2 Information about the Early Childhood Service

Location

Ashburton

Ministry of Education profile number

70309

Licence type

Education & Care Service

Licensed under

Education (Early Childhood Services) Regulations 2008

Number licensed for

69 children, including up to 13 aged under 2

Service roll

73

Gender composition

Boys 39, Girls 34

Ethnic composition

Māori
NZ European/Pākehā
Pacific
Other ethnicities

6
55
6
6

Percentage of qualified teachers

80%

Reported ratios of staff to children

Under 2

1:5

Meets minimum requirements

Over 2

1:10

Meets minimum requirements

Review team on site

July 2019

Date of this report

27 August 2019

Most recent ERO reports

Education Review

March 2016

Education Review

February 2013

3 General Information about Early Childhood Reviews

ERO’s Evaluation Framework

ERO’s overarching question for an early childhood education review is ‘How well placed is this service to promote positive learning outcomes for children?’ ERO focuses on the following factors as described in the bicultural framework Ngā Pou Here:

Pou Whakahaere – how the service determines its vision, philosophy and direction to ensure positive outcomes for children

Pou Ārahi – how leadership is enacted to enhance positive outcomes for children

Mātauranga – whose knowledge is valued and how the curriculum is designed to achieve positive outcomes for children

Tikanga whakaako – how approaches to teaching and learning respond to diversity and support positive outcomes for children.

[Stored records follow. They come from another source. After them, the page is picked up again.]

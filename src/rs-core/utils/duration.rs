/// Units known to `format_duration`, from the largest to the smallest.
#[derive(Clone, Copy, Debug, PartialEq, Eq, PartialOrd, Ord)]
pub(crate) enum TimeUnit {
    Hour = 0,
    Minute = 1,
    Second = 2,
    Millisecond = 3,
}

const UNITS: [TimeUnit; 4] = [
    TimeUnit::Hour,
    TimeUnit::Minute,
    TimeUnit::Second,
    TimeUnit::Millisecond,
];

impl TimeUnit {
    fn factor(self) -> f64 {
        match self {
            TimeUnit::Hour => 3_600_000.,
            TimeUnit::Minute => 60_000.,
            TimeUnit::Second => 1000.,
            TimeUnit::Millisecond => 1.,
        }
    }

    fn suffix(self) -> &'static str {
        match self {
            TimeUnit::Hour => "h",
            TimeUnit::Minute => "m",
            TimeUnit::Second => "s",
            TimeUnit::Millisecond => "ms",
        }
    }
}

/// Format `value`, expressed in `input_unit`, as a human-readable duration such as `"1h 0m 5.2s"`.
///
/// Every unit larger than `smallest_unit` is emitted as an integer once it, or any larger unit,
/// is nonzero. What is left is then expressed in `smallest_unit` with `fraction_digits` decimals.
pub(crate) fn format_duration(
    value: f64,
    input_unit: TimeUnit,
    smallest_unit: TimeUnit,
    fraction_digits: usize,
) -> String {
    let mut ms = value * input_unit.factor();
    let mut segments: Vec<String> = vec![];
    let mut sticky = false;

    for unit in UNITS.iter().take_while(|u| **u < smallest_unit) {
        let quotient = (ms / unit.factor()).floor();
        if sticky || quotient > 0. {
            sticky = true;
            ms -= quotient * unit.factor();
            segments.push(format!("{}{}", quotient, unit.suffix()));
        }
    }

    segments.push(format!(
        "{}{}",
        to_fixed(ms / smallest_unit.factor(), fraction_digits),
        smallest_unit.suffix()
    ));
    segments.join(" ")
}

/// Format `value` with exactly `fraction_digits` decimals, rounding halves away from zero.
pub(crate) fn to_fixed(value: f64, fraction_digits: usize) -> String {
    let scale = 10f64.powi(fraction_digits as i32);
    let rounded = (value * scale).round() / scale;
    format!("{:.*}", fraction_digits, rounded)
}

Within these areas ERO considers the effectiveness of arotake – self review and of whanaungatanga – partnerships with parents and whānau.

ERO evaluates how well placed a service is to sustain good practice and make ongoing improvements for the benefit of all children at the service.

A focus for the government is that all children, especially priority learners, have an opportunity to benefit from quality early childhood education. ERO will report on how well each service promotes positive outcomes for all children, with a focus on children who are Māori, Pacific, have diverse needs, and are up to the age of two.

For more information about the framework and Ngā Pou Here refer to ERO’s Approach to Review in Early Childhood Services.

ERO’s Overall Judgement

The overall judgement that ERO makes will depend on how well the service promotes positive learning outcomes for children. The categories are:

  • Very well placed

  • Well placed

  • Requires further development

  • Not well placed

ERO has developed criteria for each category. These are available on ERO’s website.

Review Coverage

ERO reviews are tailored to each service’s context and performance, within the overarching review framework. The aim is to provide information on aspects that are central to positive outcomes for children and useful to the service.